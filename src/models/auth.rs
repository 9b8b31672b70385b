//! Authentication request and response bodies

use serde::{Deserialize, Serialize};
use validator::Validate;

use super::UserResponse;

/// Registration request
#[derive(Debug, Deserialize, Validate)]
pub struct RegisterRequest {
    #[validate(
        required(message = "Name required"),
        length(min = 1, max = 255, message = "Name must be between 1 and 255 characters")
    )]
    pub name: Option<String>,

    #[validate(
        required(message = "Email required"),
        email(message = "Email must be a valid email address")
    )]
    pub email: Option<String>,

    #[validate(
        required(message = "Password required"),
        length(min = 6, max = 72, message = "Password must be between 6 and 72 characters")
    )]
    pub password: Option<String>,
}

/// Login request
#[derive(Debug, Deserialize, Validate)]
pub struct LoginRequest {
    #[validate(required(message = "Email required"))]
    pub email: Option<String>,

    #[validate(required(message = "Password required"))]
    pub password: Option<String>,
}

/// Profile plus a freshly issued bearer token
#[derive(Debug, Serialize)]
pub struct AuthResponse {
    #[serde(flatten)]
    pub user: UserResponse,
    pub token: String,
}

#[cfg(test)]
mod tests {
    use super::*;
    use serde_json::json;

    #[test]
    fn test_register_request_validation() {
        let req: RegisterRequest = serde_json::from_value(json!({
            "name": "Ada",
            "email": "not-an-email",
            "password": "123"
        }))
        .unwrap();

        let errors = req.validate().unwrap_err();
        let fields = errors.field_errors();
        assert!(fields.contains_key("email"));
        assert!(fields.contains_key("password"));
        assert!(!fields.contains_key("name"));
    }

    #[test]
    fn test_valid_register_request() {
        let req: RegisterRequest = serde_json::from_value(json!({
            "name": "Ada Lovelace",
            "email": "ada@example.com",
            "password": "analytical"
        }))
        .unwrap();

        assert!(req.validate().is_ok());
    }
}
//! Publish-side encoding.
//!
//! The reconciled series goes out as one CSV payload (`date,symbol,close`).
//! The optional symbol-variant step duplicates every row under a suffixed
//! symbol name so a second naming scheme can live in the same table.

use crate::series::PricePoint;
use crate::source::SourceError;
use thiserror::Error;

/// Structured error types for payload encoding.
#[derive(Debug, Error)]
pub enum PublishError {
    #[error("CSV encoding failed: {0}")]
    Encode(String),
}

/// Trait for table destinations.
pub trait TableSink: Send + Sync {
    /// Upload a CSV payload, replacing the named table.
    fn upload(&self, table_name: &str, description: &str, csv_data: &str)
        -> Result<(), SourceError>;
}

/// Encode rows as a CSV string with a `date,symbol,close` header.
pub fn encode_csv(points: &[PricePoint]) -> Result<String, PublishError> {
    let mut writer = csv::WriterBuilder::new()
        .has_headers(false)
        .from_writer(Vec::new());

    // Header written by hand so an empty series still encodes to a valid file
    writer
        .write_record(["date", "symbol", "close"])
        .map_err(|e| PublishError::Encode(e.to_string()))?;
    for point in points {
        writer
            .serialize(point)
            .map_err(|e| PublishError::Encode(e.to_string()))?;
    }

    let bytes = writer
        .into_inner()
        .map_err(|e| PublishError::Encode(e.to_string()))?;
    String::from_utf8(bytes).map_err(|e| PublishError::Encode(e.to_string()))
}

/// Append a copy of every row under `<symbol><suffix>`. Originals keep their
/// position; variants follow in the same order.
pub fn with_symbol_variants(points: &[PricePoint], suffix: &str) -> Vec<PricePoint> {
    let mut out = Vec::with_capacity(points.len() * 2);
    out.extend_from_slice(points);
    out.extend(points.iter().map(|point| PricePoint {
        date: point.date,
        symbol: format!("{}{}", point.symbol, suffix),
        close: point.close,
    }));
    out
}

#[cfg(test)]
mod tests {
    use super::*;
    use chrono::NaiveDate;

    fn p(symbol: &str, date: &str, close: f64) -> PricePoint {
        PricePoint {
            date: NaiveDate::parse_from_str(date, "%Y-%m-%d").unwrap(),
            symbol: symbol.into(),
            close,
        }
    }

    #[test]
    fn encodes_header_and_rows() {
        let csv = encode_csv(&[
            p("VOO", "2025-06-01", 420.0),
            p("VOO", "2025-06-02", 421.5),
        ])
        .unwrap();

        assert_eq!(
            csv,
            "date,symbol,close\n2025-06-01,VOO,420.0\n2025-06-02,VOO,421.5\n"
        );
    }

    #[test]
    fn empty_input_still_has_a_header() {
        assert_eq!(encode_csv(&[]).unwrap(), "date,symbol,close\n");
    }

    #[test]
    fn symbols_with_commas_are_quoted() {
        let csv = encode_csv(&[p("BRK,B", "2025-06-01", 500.0)]).unwrap();
        assert_eq!(csv, "date,symbol,close\n2025-06-01,\"BRK,B\",500.0\n");
    }

    #[test]
    fn variants_double_the_rows_in_order() {
        let base = [p("VOO", "2025-06-01", 420.0), p("PLTR", "2025-06-01", 17.0)];
        let doubled = with_symbol_variants(&base, ".d");

        assert_eq!(doubled.len(), 4);
        assert_eq!(doubled[0].symbol, "VOO");
        assert_eq!(doubled[2].symbol, "VOO.d");
        assert_eq!(doubled[3].symbol, "PLTR.d");
        assert_eq!(doubled[2].close, 420.0);
        assert_eq!(doubled[2].date, doubled[0].date);
    }

    #[test]
    fn empty_variants_stay_empty() {
        assert!(with_symbol_variants(&[], ".d").is_empty());
    }
}
//! Dune Analytics client.
//!
//! Two jobs: read the latest result rows of a saved query to learn which
//! symbols to track, and upload the reconciled series as a CSV table. Both
//! endpoints authenticate with the `X-DUNE-API-KEY` header.

use crate::publish::TableSink;
use crate::resolver::SymbolSource;
use crate::source::{body_excerpt, SourceError};
use serde::Deserialize;
use std::time::Duration;
use tracing::{debug, info};

pub const DEFAULT_BASE_URL: &str = "https://api.dune.com/api/v1";

const API_KEY_HEADER: &str = "X-DUNE-API-KEY";

/// Dune query results envelope. Rows stay as raw JSON objects; only the
/// `symbol` column is read.
#[derive(Debug, Deserialize)]
struct ResultsResponse {
    result: Option<ResultsBody>,
}

#[derive(Debug, Deserialize)]
struct ResultsBody {
    #[serde(default)]
    rows: Vec<serde_json::Value>,
}

/// Dune API client. Clone is cheap: the inner reqwest client is pooled.
#[derive(Debug, Clone)]
pub struct DuneClient {
    client: reqwest::blocking::Client,
    base_url: String,
    api_key: String,
}

impl DuneClient {
    pub fn new(api_key: impl Into<String>, timeout: Duration) -> Self {
        let client = reqwest::blocking::Client::builder()
            .timeout(timeout)
            .build()
            .expect("failed to build HTTP client");

        Self {
            client,
            base_url: DEFAULT_BASE_URL.to_string(),
            api_key: api_key.into(),
        }
    }

    /// Point the client at a different host (test servers).
    pub fn with_base_url(mut self, base_url: impl Into<String>) -> Self {
        self.base_url = base_url.into();
        self
    }

    fn check(resp: reqwest::blocking::Response) -> Result<reqwest::blocking::Response, SourceError> {
        let status = resp.status();
        if status.is_success() {
            return Ok(resp);
        }
        let detail = body_excerpt(&resp.text().unwrap_or_default());
        Err(SourceError::Status {
            code: status.as_u16(),
            detail,
        })
    }
}

impl SymbolSource for DuneClient {
    /// Read the `symbol` column from a query's latest result rows.
    fn tracked_symbols(&self, query_id: u64) -> Result<Vec<String>, SourceError> {
        let url = format!("{}/query/{query_id}/results", self.base_url);
        let resp = self
            .client
            .get(&url)
            .header(API_KEY_HEADER, &self.api_key)
            .send()
            .map_err(|e| SourceError::Network(e.to_string()))?;
        let resp = Self::check(resp)?;

        let body: ResultsResponse = resp
            .json()
            .map_err(|e| SourceError::Decode(format!("query results: {e}")))?;

        let rows = body.result.map(|r| r.rows).unwrap_or_default();
        let mut symbols = Vec::with_capacity(rows.len());
        for row in rows {
            let symbol = row
                .get("symbol")
                .and_then(|v| v.as_str())
                .ok_or_else(|| SourceError::Decode("query row has no string `symbol` field".into()))?;
            symbols.push(symbol.to_string());
        }
        debug!(query_id, count = symbols.len(), "fetched tracked symbols");
        Ok(symbols)
    }
}

impl TableSink for DuneClient {
    /// Upload a CSV payload, replacing the named table.
    fn upload(&self, table_name: &str, description: &str, csv_data: &str) -> Result<(), SourceError> {
        let url = format!("{}/table/upload/csv", self.base_url);
        let payload = serde_json::json!({
            "table_name": table_name,
            "description": description,
            "data": csv_data,
        });

        let resp = self
            .client
            .post(&url)
            .header(API_KEY_HEADER, &self.api_key)
            .json(&payload)
            .send()
            .map_err(|e| SourceError::Network(e.to_string()))?;
        Self::check(resp)?;

        info!(table = table_name, "table upload accepted");
        Ok(())
    }
}

#[cfg(test)]
mod tests {
    use super::*;
    use mockito::Matcher;

    fn client_for(server: &mockito::ServerGuard) -> DuneClient {
        DuneClient::new("dune-key", Duration::from_secs(5)).with_base_url(server.url())
    }

    #[test]
    fn reads_symbol_column_from_query_results() {
        let mut server = mockito::Server::new();
        let mock = server
            .mock("GET", "/query/42/results")
            .match_header("x-dune-api-key", "dune-key")
            .with_status(200)
            .with_body(
                r#"{"result":{"rows":[
                    {"symbol":"EXOD","weight":1},
                    {"symbol":"PLTR","weight":2}
                ]}}"#,
            )
            .create();

        let symbols = client_for(&server).tracked_symbols(42).unwrap();

        mock.assert();
        assert_eq!(symbols, vec!["EXOD".to_string(), "PLTR".to_string()]);
    }

    #[test]
    fn missing_symbol_column_is_a_decode_error() {
        let mut server = mockito::Server::new();
        server
            .mock("GET", "/query/42/results")
            .with_status(200)
            .with_body(r#"{"result":{"rows":[{"ticker":"EXOD"}]}}"#)
            .create();

        let err = client_for(&server).tracked_symbols(42).unwrap_err();
        assert!(matches!(err, SourceError::Decode(_)));
    }

    #[test]
    fn empty_result_yields_no_symbols() {
        let mut server = mockito::Server::new();
        server
            .mock("GET", "/query/42/results")
            .with_status(200)
            .with_body(r#"{"result":null}"#)
            .create();

        let symbols = client_for(&server).tracked_symbols(42).unwrap();
        assert!(symbols.is_empty());
    }

    #[test]
    fn upload_sends_the_expected_payload() {
        let mut server = mockito::Server::new();
        let mock = server
            .mock("POST", "/table/upload/csv")
            .match_header("x-dune-api-key", "dune-key")
            .match_body(Matcher::Json(serde_json::json!({
                "table_name": "stock_prices",
                "description": "Daily stock prices",
                "data": "date,symbol,close\n2024-01-02,VOO,420.0\n",
            })))
            .with_status(200)
            .with_body(r#"{"success":true}"#)
            .create();

        client_for(&server)
            .upload(
                "stock_prices",
                "Daily stock prices",
                "date,symbol,close\n2024-01-02,VOO,420.0\n",
            )
            .unwrap();

        mock.assert();
    }

    #[test]
    fn upload_rejection_carries_status_and_body() {
        let mut server = mockito::Server::new();
        server
            .mock("POST", "/table/upload/csv")
            .with_status(403)
            .with_body(r#"{"error":"table quota exceeded"}"#)
            .create();

        let err = client_for(&server)
            .upload("stock_prices", "Daily stock prices", "date,symbol,close\n")
            .unwrap_err();

        match err {
            SourceError::Status { code, detail } => {
                assert_eq!(code, 403);
                assert!(detail.contains("quota"));
            }
            other => panic!("expected status error, got {other:?}"),
        }
    }
}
_ _ _ _ _
Exercise directions
Within this data, count the lines that include the string "required" and write the number with nothing else.

Task solution
5